根据权利要求8的缀合物，其中所述药物与所述抗体或其功能性片段通过接头偶联，所述接头与抗体或其功能性片段通过巯基或氨基连接，所述接头选自mc-Val-Cit-pABC、mc-Val-Cit、NH ₂-(PEG) _m-Val-Cit和NH ₂-(PEG) _m-Val-Cit-pABC，m为1至8的整数。
根据权利要求8的缀合物，其具有Ab-(L-U) _n的结构，其中Ab表示抗体或其功能性片段，L表示接头，U表示药物，n为1至8的整数或小数。
权利要求8-10任一项所述的缀合物，所述抗体或其功能性片段为单克隆抗体或双特异性抗体，优选为人源化抗体，最优选全人源抗体。
权利要求8-11任一项所述的缀合物，所述抗体或其功能性片段是IgG类型，优选IgG1抗体。
药物组合物，其包含权利要求8至12中任一项的缀合物，以及可药用载体。
权利要求8至12中任一项的缀合物或权利要求13的药物组合物在制备用于治疗或预防肿瘤的药物中的用途。
根据权利要求14的用途，其中所述肿瘤为Nectin-4阳性肿瘤，优选Nectin-4阳性实体瘤，优选选自前列腺癌、胃癌、食管癌、胰腺癌、乳腺癌、膀胱癌、肺癌、卵巢癌、结肠癌、肝癌、头颈癌和胆囊癌，特别优选的所述肿瘤是前列腺癌、乳腺癌、膀胱癌、肺癌、卵巢癌；最优选前列腺癌、乳腺癌或膀胱癌。
医用制品，其包含权利要求8至14中任一项所述的抗体药物缀合物。
权利要求16所述的医用制品，其以药盒的形式存在，所述药盒包含含有权利要求9-13任一项所述抗体-药物缀合物的容器。
含有权利要求8-12任一项所述的缀合物与抗增生剂在制备抗肿瘤药物中的用途。
一种药物组合物，包括权利要求8-12任一项所述的缀合物和抗增生剂。
一种在对象中治疗肿瘤的方法，所述方法包括向所述对象给予有效量的如权利要求8-12中任一项所述的抗体药物缀合物或权利要求13所述的药物组合物或权利要求16所述的医用制品。
一种在对象中治疗肿瘤的方法，所述方法包括向所述对象给予有效量的如权利要求8-12中任一项所述的抗体药物缀合物或权利要求13所述的药物组合物或权利要求16所述的医用制品和辐射。

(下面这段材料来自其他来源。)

//! Shopify Admin API client (HIGH PRIVILEGE).
//!
//! # Security
//!
//! **This module holds the Admin API access token.** Orders created through
//! it are real orders in the target store; point it at a development store.
//!
//! # Architecture
//!
//! - Queries implement `graphql_client::GraphQLQuery` and live in [`queries`]
//! - Responses are converted into `order_seeder_core` domain types
//! - Throttling is surfaced as [`AdminShopifyError::RateLimited`], both for
//!   HTTP 429 and for GraphQL `THROTTLED` errors
//!
//! # Example
//!
//! ```rust,ignore
//! use order_seeder_admin::shopify::AdminClient;
//!
//! let client = AdminClient::new(&config.shopify)?;
//! let customers = client.get_customers(10).await?;
//! let products = client.get_products(50, 100).await?;
//! ```

mod client;
mod conversions;
pub mod queries;

pub use client::AdminClient;

use std::time::Duration;

use thiserror::Error;

use crate::seeding::GatewayError;

/// Errors that can occur when interacting with Shopify Admin API.
#[derive(Debug, Error)]
pub enum AdminShopifyError {
    /// HTTP request failed.
    #[error("HTTP error: {0}")]
    Http(#[from] reqwest::Error),

    /// GraphQL query returned errors.
    #[error("GraphQL errors: {}", format_graphql_errors(.0))]
    GraphQL(Vec<GraphQLError>),

    /// JSON parsing failed.
    #[error("JSON parse error: {0}")]
    Parse(#[from] serde_json::Error),

    /// Rate limited by Shopify.
    #[error("Rate limited, retry after {} seconds", .0.as_secs())]
    RateLimited(Duration),

    /// Authentication/authorization failed.
    #[error("Unauthorized: {0}")]
    Unauthorized(String),

    /// The configured store does not form a valid endpoint URL.
    #[error("Invalid endpoint: {0}")]
    InvalidEndpoint(#[from] url::ParseError),

    /// Unexpected HTTP status.
    #[error("Unexpected status {status}: {body}")]
    Status {
        /// HTTP status code.
        status: u16,
        /// Truncated response body.
        body: String,
    },
}

/// A GraphQL error returned by the Shopify Admin API.
#[derive(Debug, Clone)]
pub struct GraphQLError {
    /// Error message.
    pub message: String,
    /// `extensions.code`, e.g. `THROTTLED` or `ACCESS_DENIED`.
    pub code: Option<String>,
    /// Path to the error in the response.
    pub path: Vec<serde_json::Value>,
}

fn format_graphql_errors(errors: &[GraphQLError]) -> String {
    errors
        .iter()
        .map(|e| e.message.clone())
        .collect::<Vec<_>>()
        .join("; ")
}

impl From<AdminShopifyError> for GatewayError {
    fn from(err: AdminShopifyError) -> Self {
        match err {
            AdminShopifyError::RateLimited(retry_after) => Self::RateLimited {
                retry_after: Some(retry_after),
            },
            other => Self::Transport(other.to_string()),
        }
    }
}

一种在对象中治疗肿瘤的方法，所述方法包括向所述对象给予有效量的如权利要求8-12中任一项所述的抗体药物缀合物或权利要求13所述的药物组合物或权利要求16所述的医用制品和抗增生剂。
一种制备缀合物的方法，包括：在转谷氨酰胺酶存在的情况下，使权利要求1-4任一项所述抗体或其功能性片段与药物通过接头连接，其中所述接头与抗体上的内源性受体谷氨酰胺残基Q295缀合。
权利要求23所述方法，所述药物选自：奥瑞斯他汀衍生物、美登素生物碱衍生物、喜树碱类似物、DNA拓扑异构酶I抑制剂及其衍生物，优选地所述药物选自MMAE、MMAF、DM1、DM4、DXD和SN38及其衍生物；所述接头选自mc-Val-Cit-pABC、mc-Val-Cit、NH ₂-(PEG) _m-Val-Cit和NH ₂-(PEG) _m-Val-Cit-pABC，m为1至8的整数。